So under which conditions is expecting your students to teach themselves
better for _them_ exactly? It seems to me that there's some sort of selection
bias going on here if the best students are the ones that successfully teach
themselves, and then reflect on the fact that they were able to teach
themselves as the _cause_ for why they were able to learn so well. I'm pretty
sure that if you stuck a self-learning student in a hand-held environment he
would learn equally well, but might risk learning less due to the natural time
cost such a teaching style has. The logical conclusion for this are the whole
'advanced placement' classes and such, because like it or not, not all
students are going to be equally well-suited to teach themselves, and thus
endure poor teaching.
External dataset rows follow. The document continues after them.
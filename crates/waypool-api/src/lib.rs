//! JSON REST API for Waypool.
//!
//! Exposes an axum [`Router`] backed by any [`waypool_core::store::RideStore`],
//! an [`IdentityProvider`] and a [`Geocoder`]. TLS and transport concerns
//! are the caller's responsibility.
//!
//! # Mounting
//!
//! ```rust,ignore
//! .nest("/api", waypool_api::api_router(state.clone()))
//! ```

pub mod auth;
pub mod dashboard;
pub mod error;
pub mod projection;
pub mod requests;
pub mod rides;
pub mod search;
pub mod users;

use std::sync::Arc;

use axum::{
  Router,
  routing::{get, post},
};
use waypool_core::{
  external::{Geocoder, IdentityProvider},
  lifecycle::RideLifecycle,
  store::RideStore,
};

pub use error::ApiError;

// ─── Application state ────────────────────────────────────────────────────────

/// Shared state threaded through all axum handlers.
pub struct AppState<S, I, G> {
  pub lifecycle: RideLifecycle<S>,
  pub identity:  Arc<I>,
  pub geocoder:  Arc<G>,
}

impl<S, I, G> Clone for AppState<S, I, G> {
  fn clone(&self) -> Self {
    Self {
      lifecycle: self.lifecycle.clone(),
      identity:  Arc::clone(&self.identity),
      geocoder:  Arc::clone(&self.geocoder),
    }
  }
}

// ─── Router ───────────────────────────────────────────────────────────────────

/// Build a fully-materialised API router for `state`.
///
/// The returned `Router<()>` can be nested into any parent router regardless
/// of its own state type.
pub fn api_router<S, I, G>(state: AppState<S, I, G>) -> Router<()>
where
  S: RideStore + 'static,
  I: IdentityProvider + 'static,
  G: Geocoder + 'static,
{
  Router::new()
    // Users
    .route("/users", post(users::create::<S, I, G>))
    .route("/users/{id}", get(users::get_one::<S, I, G>))
    // Rides
    .route(
      "/rides",
      get(search::handler::<S, I, G>).post(rides::create::<S, I, G>),
    )
    .route("/rides/{id}", get(rides::get_one::<S, I, G>))
    .route("/rides/{id}/status", post(rides::set_status::<S, I, G>))
    // Join requests
    .route("/rides/{id}/requests", post(requests::submit::<S, I, G>))
    .route(
      "/rides/{id}/requests/accept",
      post(requests::accept::<S, I, G>),
    )
    .route(
      "/rides/{id}/requests/reject",
      post(requests::reject::<S, I, G>),
    )
    // Caller-scoped views
    .route("/my-rides", get(dashboard::my_rides::<S, I, G>))
    .route("/history", get(dashboard::history::<S, I, G>))
    .with_state(state)
}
A self-learner meanwhile, _will_ be able to endure such
poor teaching, regardless of whether they're even aware of how bad the
teaching is.

Teaching is not a fixed methodology, it's really an art that's quite broad in
scope and requires honing in on each specific batch of students' needs. If
you're going for 'mentor' style inspiration teaching, great -- but make sure
you're applying it to a student that'll be receptive to it. If they're not,
then maybe try to figure out how you can make them be receptive to it, but I
guarantee you that it's going to require some level of hand-holding at the
onset; and if you're a good teacher, you should be able to pick up on that.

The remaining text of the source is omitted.